Portugal's tourist board has created a "Clean & Safe" stamp for hotels, restaurants and tourism-related businesses to show they are compliant with increased safety and hygiene measures aimed at stopping the spread of COVID-19 and "other infections."

Turismo de Portugal launched the scheme at the end of April in a bid to restore the public's confidence in the tourism sector for future travel, as Portugal slowly began to ease its lockdown restrictions. In accordance with the Clean & Safe scheme, the national health authority created online training programmes and requirements for businesses, including enhanced cleaning protocols, temperature screenings and making personal protective equipment available for everyone who passes through their doors. The provisions differ across businesses but they're all aimed at keeping staff and customers safe.

This new seal of approval is free, optional and is valid for one year. Once the stamp of approval is given to a business, they can publicise it as a digital badge on their online platforms or as a physical sticker on their premises. Compliant businesses will be subject to random audits in the months following their approval to ensure the new standards are maintained.

A spokesperson for the tourism board confirmed to Lonely Planet that as of 11 May, 3430 businesses have signed up, including tourism establishments, tourism entertainment agents and travel tourism agents.

Read more: Will ‘bubbles’ be the future of post-virus travel?

Outdoor cafe on the Praca do Giraldo square at night, Evora, UNESCO World Heritage Site, Alentejo, Portugal, Europe
Outdoor cafe on the Praca do Giraldo square at night, Evora, UNESCO World Heritage Site, Alentejo, Portugal, Europe ©imageBROKER/Alamy Stock Photo

"With this measure, the national tourist authority intends to inform companies on the minimum hygiene requirements and cleaning measures to ensure the safety of various establishments," Turismo de Portugal said. Additionally the scheme will "promote Portugal as a safe destination with measures in place to prevent the spread of the virus via a coordinated action plan from the sector, which will soon expand to other areas of activity."

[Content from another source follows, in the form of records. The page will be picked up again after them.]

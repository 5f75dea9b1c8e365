// Execution Records
// Identifier, lifecycle status and the per-job record pollers read snapshots of

use crate::protocol::{StepResult, StepStatus};

use bytes::Bytes;
use chrono::{DateTime, Utc};
use serde::{Deserialize, Serialize};
use std::fmt;
use std::str::FromStr;
use uuid::Uuid;

/// Opaque execution identifier (UUID v4)
#[derive(Debug, Clone, Copy, PartialEq, Eq, Hash, PartialOrd, Ord, Serialize, Deserialize)]
pub struct ExecutionId(Uuid);

impl ExecutionId {
    pub fn new() -> Self {
        Self(Uuid::new_v4())
    }
}

impl Default for ExecutionId {
    fn default() -> Self {
        Self::new()
    }
}

impl fmt::Display for ExecutionId {
    fn fmt(&self, f: &mut fmt::Formatter<'_>) -> fmt::Result {
        write!(f, "{}", self.0)
    }
}

impl FromStr for ExecutionId {
    type Err = uuid::Error;

    fn from_str(s: &str) -> Result<Self, Self::Err> {
        Uuid::parse_str(s.trim()).map(Self)
    }
}

#[derive(Debug, Clone, Copy, PartialEq, Eq, Serialize, Deserialize)]
pub enum ExecutionStatus {
    Queued,
    Running,
    Succeeded,
    Failed,
    Cancelled,
}

impl ExecutionStatus {
    pub fn is_terminal(&self) -> bool {
        matches!(
            self,
            ExecutionStatus::Succeeded | ExecutionStatus::Failed | ExecutionStatus::Cancelled
        )
    }
}

impl fmt::Display for ExecutionStatus {
    fn fmt(&self, f: &mut fmt::Formatter<'_>) -> fmt::Result {
        let s = match self {
            ExecutionStatus::Queued => "queued",
            ExecutionStatus::Running => "running",
            ExecutionStatus::Succeeded => "succeeded",
            ExecutionStatus::Failed => "failed",
            ExecutionStatus::Cancelled => "cancelled",
        };
        write!(f, "{}", s)
    }
}

/// Full state of one execution, owned by its JobExecutor
#[derive(Debug, Clone, Serialize, Deserialize)]
pub struct ExecutionRecord {
    pub id: ExecutionId,
    pub protocol_name: String,
    pub status: ExecutionStatus,
    /// One entry per protocol step, in protocol order
    pub steps: Vec<StepResult>,
    pub termination_message: Option<String>,
    pub submitted_at: DateTime<Utc>,
    pub completed_at: Option<DateTime<Utc>>,
}

impl ExecutionRecord {
    pub fn new(id: ExecutionId, protocol_name: impl Into<String>, step_names: &[&str]) -> Self {
        Self {
            id,
            protocol_name: protocol_name.into(),
            status: ExecutionStatus::Queued,
            steps: step_names.iter().copied().map(StepResult::pending).collect(),
            termination_message: None,
            submitted_at: Utc::now(),
            completed_at: None,
        }
    }

    /// Fraction of steps that reached a terminal status
    pub fn progress(&self) -> f64 {
        if self.steps.is_empty() {
            return 0.0;
        }
        let done = self.steps.iter().filter(|s| s.status.is_terminal()).count();
        done as f64 / self.steps.len() as f64
    }

    /// Index of the step that is running, or else the last step that finished
    pub fn current_step(&self) -> Option<usize> {
        self.steps
            .iter()
            .position(|s| s.status == StepStatus::Running)
            .or_else(|| self.steps.iter().rposition(|s| s.status.is_terminal()))
    }

    pub fn info(&self, message: Option<String>) -> ExecutionInfo {
        let step_index = self.current_step();
        ExecutionInfo {
            status: self.status,
            progress: self.progress(),
            step_index,
            step_name: step_index.map(|i| self.steps[i].step_name.clone()),
            message,
        }
    }
}

/// Element of the status stream
#[derive(Debug, Clone, PartialEq, Serialize, Deserialize)]
pub struct ExecutionInfo {
    pub status: ExecutionStatus,
    /// Completed steps / total steps, in [0, 1]
    pub progress: f64,
    pub step_index: Option<usize>,
    pub step_name: Option<String>,
    pub message: Option<String>,
}

/// Element of the intermediate-results stream
#[derive(Debug, Clone, PartialEq, Serialize, Deserialize)]
pub struct IntermediatePayload {
    pub step_name: String,
    pub step_index: usize,
    pub status: String,
    pub payload: Bytes,
}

The airport authority is also working alongside the tourism board to "guarantee a safe journey chain" for passengers by adapting reinforced protection and hygiene measures, validated by the National Health Department. These include temperature scanning at Lisbon, Faro, Madeira and Ponta Delgada airports; contactless check-in; sanitising equipment with sensors to avoid hand-touching; facial masks and protective equipment recommendations for staff and passengers, and improved air renewal systems in terminals, among others. 

The Praia da Conceicao beach in Cascais, Portugal
The Praia da Conceicao beach in Cascais, Portugal ©Val Thoermer/Shutterstock

Portugal's state of emergency was lifted on 2 May after six weeks of lockdown. Some shops and businesses have already opened as the country gradually eases restrictions in phases. Cafes, restaurants and bars are expected to open on 18 May under new social distancing rules and some hotels in regions like the Algarve are eyeing openings in June and July. However, international flights carrying holidaymakers are on hold for now but the industry is hopeful that domestic tourism can make up for the drop in overseas tourists.